Rugby, Resistenza e letteratura ad Alba con il partigiano Ely Somenzi

Tutti gli incontri albesi per ricordare l'Olocausto: testimonianze, film, mostre
Elia Somenzi

ALBA. Ci saranno tutti al Coppino di Alba, sabato 29 e domenica 30 agosto. Quelli che amano Fenoglio e quelli che amano il rugby, quelli che nutrono rispetto per la Resistenza e quelli che la Resistenza l’hanno fatta davvero o che ne applicano i principi nella vita di ogni giorno. Rugby, Resistenza e letteratura nasce così, per riunire anime, pensieri e azioni.

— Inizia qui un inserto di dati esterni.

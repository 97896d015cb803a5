//! Adding packages to and removing packages from repositories.
//!
//! Yum, python and file repositories hold packages directly, so their
//! changes go to the backend untouched. Apt repositories subdivide content
//! into releases and components: a package is in a release's component only
//! while a package release component (PRC) links the two. Adding a package
//! therefore also adds its PRCs, and removing one removes its PRCs and, once
//! no release references it any more, the package itself.

use std::sync::Arc;

use depot_events::{DepotEvent, EventSinkHandle, NullSink};
use depot_gateway::{
    api::id_field, GatewayError, PackageReleaseComponentApi, ReleaseApi, ReleaseArchitectureApi,
    ReleaseComponentApi, ReleaseFilter, RepositoryApi, Session, TaskRef,
};
use depot_id::{Identifier, PackageType, RepoType, ResourceKind};
use tracing::{debug, info};

use crate::{
    error::{ContentError, Result},
    lookup::PackageLookup,
};

/// The reads and writes reconciliation needs from the content store.
pub trait ContentGraph {
    /// Every release in the latest version of `repo`.
    fn release_ids(&self, repo: &Identifier) -> Result<Vec<Identifier>>;

    /// The release of `repo` whose distribution is `name`.
    fn find_release(&self, repo: &Identifier, name: &str) -> Result<Option<Identifier>>;

    fn component_ids(&self, release: &Identifier, name: Option<&str>) -> Result<Vec<Identifier>>;

    fn architecture_ids(&self, release: &Identifier, name: Option<&str>)
        -> Result<Vec<Identifier>>;

    fn find_prc(&self, package: &Identifier, component: &Identifier) -> Result<Option<Identifier>>;

    fn find_or_create_prc(&self, package: &Identifier, component: &Identifier)
        -> Result<Identifier>;

    /// Every deb and deb_src package linked into `release` within `repo`.
    fn release_packages(&self, repo: &Identifier, release: &Identifier)
        -> Result<Vec<Identifier>>;

    /// Submits one content change to `repo`.
    fn modify(&self, repo: &Identifier, add: &[Identifier], remove: &[Identifier])
        -> Result<TaskRef>;
}

/// [`ContentGraph`] backed by the gateway.
pub struct GatewayGraph<'s> {
    session: &'s Session,
}

impl<'s> GatewayGraph<'s> {
    pub fn new(session: &'s Session) -> Self {
        Self { session }
    }
}

impl ContentGraph for GatewayGraph<'_> {
    fn release_ids(&self, repo: &Identifier) -> Result<Vec<Identifier>> {
        let filter = ReleaseFilter {
            repository: Some(*repo),
            ..Default::default()
        };
        Ok(ReleaseApi::new(self.session).ids(&filter)?)
    }

    fn find_release(&self, repo: &Identifier, name: &str) -> Result<Option<Identifier>> {
        Ok(ReleaseApi::new(self.session).find(repo, name)?)
    }

    fn component_ids(&self, release: &Identifier, name: Option<&str>) -> Result<Vec<Identifier>> {
        Ok(ReleaseComponentApi::new(self.session).list(release, name)?)
    }

    fn architecture_ids(
        &self,
        release: &Identifier,
        name: Option<&str>,
    ) -> Result<Vec<Identifier>> {
        Ok(ReleaseArchitectureApi::new(self.session).list(release, name)?)
    }

    fn find_prc(&self, package: &Identifier, component: &Identifier) -> Result<Option<Identifier>> {
        Ok(PackageReleaseComponentApi::new(self.session).find(package, component)?)
    }

    fn find_or_create_prc(
        &self,
        package: &Identifier,
        component: &Identifier,
    ) -> Result<Identifier> {
        Ok(PackageReleaseComponentApi::new(self.session).find_or_create(package, component)?)
    }

    fn release_packages(
        &self,
        repo: &Identifier,
        release: &Identifier,
    ) -> Result<Vec<Identifier>> {
        let mut ids = Vec::new();
        for package_type in [PackageType::Deb, PackageType::DebSrc] {
            let records = PackageLookup::new(self.session, *repo, package_type)
                .with_release(*release)
                .lookup(&[], &[])?;
            for record in &records {
                ids.push(id_field(record, "id")?);
            }
        }
        Ok(ids)
    }

    fn modify(
        &self,
        repo: &Identifier,
        add: &[Identifier],
        remove: &[Identifier],
    ) -> Result<TaskRef> {
        Ok(RepositoryApi::new(self.session).modify_content(repo, add, remove)?)
    }
}

/// Content sets computed for one change, before submission.
#[derive(Debug, Clone, Default, PartialEq, Eq)]
pub struct ContentPlan {
    pub add: Vec<Identifier>,
    pub remove: Vec<Identifier>,
    /// Packages asked to be removed that another release still links, so
    /// only their PRCs are removed.
    pub retained: Vec<Identifier>,
}

/// Computes and submits content changes for one repository.
///
/// `release`, `component` and `architecture` narrow an apt change the
/// same way for every call on this manager.
pub struct ContentManager<G> {
    graph: G,
    repo: Identifier,
    release: Option<String>,
    component: Option<String>,
    architecture: Option<String>,
    events: EventSinkHandle,
}

impl<'s> ContentManager<GatewayGraph<'s>> {
    pub fn new(session: &'s Session, repo: Identifier) -> Self {
        Self::with_graph(GatewayGraph::new(session), repo).with_events(session.events().clone())
    }
}

impl<G: ContentGraph> ContentManager<G> {
    pub fn with_graph(graph: G, repo: Identifier) -> Self {
        Self {
            graph,
            repo,
            release: None,
            component: None,
            architecture: None,
            events: Arc::new(NullSink),
        }
    }

    pub fn with_release(mut self, release: impl Into<String>) -> Self {
        self.release = Some(release.into());
        self
    }

    pub fn with_component(mut self, component: impl Into<String>) -> Self {
        self.component = Some(component.into());
        self
    }

    pub fn with_architecture(mut self, architecture: impl Into<String>) -> Self {
        self.architecture = Some(architecture.into());
        self
    }

    pub fn with_events(mut self, events: EventSinkHandle) -> Self {
        self.events = events;
        self
    }

    pub fn graph(&self) -> &G {
        &self.graph
    }

    fn repo_type(&self) -> Result<RepoType> {
        match self.repo.kind() {
            ResourceKind::Repository(repo_type) => Ok(repo_type),
            _ => Err(GatewayError::UnsupportedAction {
                action: "modify the content of",
                kind: self.repo.to_string(),
            }
            .into()),
        }
    }

    /// Works out the content sets for adding `add` and removing `remove`.
    ///
    /// Every policy check runs before the first backend call. Adding to an
    /// apt repository needs a release; removing from a single release is
    /// refused, so remove from the whole repository and add the packages
    /// back to the releases that should keep them.
    pub fn plan(&self, add: &[Identifier], remove: &[Identifier]) -> Result<ContentPlan> {
        if !self.repo_type()?.has_releases() {
            return Ok(ContentPlan {
                add: add.to_vec(),
                remove: remove.to_vec(),
                retained: Vec::new(),
            });
        }

        if !add.is_empty() && self.release.is_none() {
            return Err(ContentError::MissingRelease);
        }
        if !remove.is_empty() && self.release.is_some() {
            return Err(ContentError::UnsupportedOperation);
        }

        let target = match &self.release {
            Some(name) => Some(self.graph.find_release(&self.repo, name)?.ok_or_else(|| {
                ContentError::ReleaseNotFound {
                    release: name.clone(),
                }
            })?),
            None => None,
        };

        self.compute(add, remove, target.as_ref())
    }

    /// Plans the change and submits it in one modify call.
    pub fn add_and_remove_packages(
        &self,
        add: &[Identifier],
        remove: &[Identifier],
    ) -> Result<TaskRef> {
        let plan = self.plan(add, remove)?;
        self.submit(&plan)
    }

    /// Removes a release with every package in it.
    ///
    /// Packages another release still links keep their content unit; only
    /// their PRCs in this release go. The release itself goes along with
    /// its components and architectures.
    pub fn remove_release(&self, release: &Identifier) -> Result<TaskRef> {
        if !self.repo_type()?.has_releases() || release.kind() != ResourceKind::Release {
            return Err(GatewayError::UnsupportedAction {
                action: "remove release",
                kind: release.to_string(),
            }
            .into());
        }

        let packages = self.graph.release_packages(&self.repo, release)?;
        let mut plan = self.compute(&[], &packages, Some(release))?;

        push_unique(&mut plan.remove, *release);
        for component in self.graph.component_ids(release, self.component.as_deref())? {
            push_unique(&mut plan.remove, component);
        }
        for architecture in self
            .graph
            .architecture_ids(release, self.architecture.as_deref())?
        {
            push_unique(&mut plan.remove, architecture);
        }

        self.submit(&plan)
    }

    /// Walks the release graph. With a target release, additions link into
    /// its components and removals unlink only there; without one, removals
    /// unlink everywhere.
    fn compute(
        &self,
        add: &[Identifier],
        remove: &[Identifier],
        target: Option<&Identifier>,
    ) -> Result<ContentPlan> {
        let mut plan = ContentPlan::default();
        for package in add {
            push_unique(&mut plan.add, *package);
        }

        let releases = match target {
            Some(target) if remove.is_empty() => vec![*target],
            _ => self.graph.release_ids(&self.repo)?,
        };

        for release in &releases {
            let is_target = target == Some(release);
            for component in self
                .graph
                .component_ids(release, self.component.as_deref())?
            {
                if is_target {
                    for package in add {
                        let prc = self.graph.find_or_create_prc(package, &component)?;
                        push_unique(&mut plan.add, prc);
                    }
                }

                for package in remove {
                    let Some(prc) = self.graph.find_prc(package, &component)? else {
                        continue;
                    };
                    if target.is_none() || is_target {
                        push_unique(&mut plan.remove, prc);
                    } else {
                        debug!(package = %package, release = %release, "package still linked");
                        push_unique(&mut plan.retained, *package);
                    }
                }
            }
        }

        for package in remove {
            if !plan.retained.contains(package) {
                push_unique(&mut plan.remove, *package);
            }
        }
        Ok(plan)
    }

    fn submit(&self, plan: &ContentPlan) -> Result<TaskRef> {
        info!(
            repo = %self.repo,
            add = plan.add.len(),
            remove = plan.remove.len(),
            retained = plan.retained.len(),
            "submitting content change"
        );
        self.events.emit(DepotEvent::ReconcilePlanned {
            repo: self.repo.to_string(),
            release: self.release.clone(),
            add: plan.add.len(),
            remove: plan.remove.len(),
            retained: plan.retained.len(),
        });
        self.graph.modify(&self.repo, &plan.add, &plan.remove)
    }
}

fn push_unique(set: &mut Vec<Identifier>, id: Identifier) {
    if !set.contains(&id) {
        set.push(id);
    }
}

franchigia rugbyL’idea, sorta all’interno della Franchigia rugby old – già protagonista dei mondiali antirazzismo e di numerose altre iniziative sociali – con l’appoggio dell’albese Piero Spertino, ha trovato l’immediato consenso dell’Alba rugby, della sezione albese dell’Associazione nazionale partigiani e del centro studi Beppe Fenoglio. «Sabato 29, alle 18, ci troveremo al Coppino», annuncia Daniele “lo zio” Tarasco della Franchigia. «Il trio milanese Pezzi fluttuanti eseguirà letture di brani del Partigiano Johnny e di volumi dedicati alla Resistenza, alternati a brani musicali. Elia Somenzi (si veda l’intervista che segue), partigiano a 15 anni e rugbista professionista poi, porterà la sua testimonianza. Si cenerà tutti insieme, condividendo quanto ognuno avrà portato. Chi vorrà potrà piantare le tende al campo. Domenica, alle 9, verranno formate le squadre e giocheremo. Insieme, adulti e ragazzi, per non dimenticare. Mai».

v.p.

ELIA SOMENZIElia, il soffiatore di vetro che salvava gli ebrei

L’INTERVISTA.
Elia Somenzi è nato nel 1928. Ha vissuto in Lombardia gran parte della sua vita lavorando come soffiatore di vetro, ed è arrivato ad Alba sette anni fa, per stare vicino ai figli. Lo incontriamo nella sua abitazione di corso Piave. Racconta la sua storia: fatta di lacrime, violenze e incredibili avventure.
Lei ha salvato tante vite. Soprattutto di ebrei. Quale la storia?
«Nel ’44 avevo 16 anni. Mio padre Ermanno era ispettore delle filande di Veneto e Lombardia. In quegli anni cominciai a trasportare gli ebrei, gli zingari e tutte le persone perseguitate dal nazismo sui camion che utilizzavamo per il commercio della seta. L’obiettivo era condurre questa gente al confine con la Svizzera, farli attraversare la linea e metterli in salvo. Non conto il numero di persone che ho aiutato. Alcune decine sicuramente. C’erano molti bambini».
Come veniva attraversato il confine?
«Grazie all’aiuto dei contrabbandieri, che avevano scavato un tunnel sotto una siepe. Poi facevano suonare gli allarmi in un punto diverso della linea di confine per distrarre le guardie. Dall’altra parte, un’associazione aiutava i fuggiaschi dando loro soldi e un lavoro. Anche le prostitute e i pescatori ci aiutavano, dando bustine di zucchero e pesciolini per fronteggiare la scarsità nutritiva comportata dal viaggio. Era una procedura rischiosa. Una volta fui denunciato. I fascisti avevano offerto un compenso di 5.000 lire a chiunque avesse comunicato i nomi di chi aiutava gli ebrei».
Perché aiutava queste persone, sapendo che avrebbe rischiato la vita?
«Fin da piccolo avevo visto e conosciuto le sofferenze delle filandiere e dei poveri lavoratori, degli ultimi della società. Ancora oggi ricordo le mondine nelle risaie, che se interrompevano il lavoro ricevevano una bastonata sulla schiena. Un giorno, avevo sei anni, presi un sasso e spaccai il naso a un “capobastone”, ovvero un controllore che aveva picchiato una di queste mondine. I fascisti arrivarono a casa mia tentando di arrestare mio padre. Avevano un cane lupo. Il capomacchinista di mio padre prese una rivoltella e ammazzò il cane. I fascisti non tornarono più».
Lei venne mai preso?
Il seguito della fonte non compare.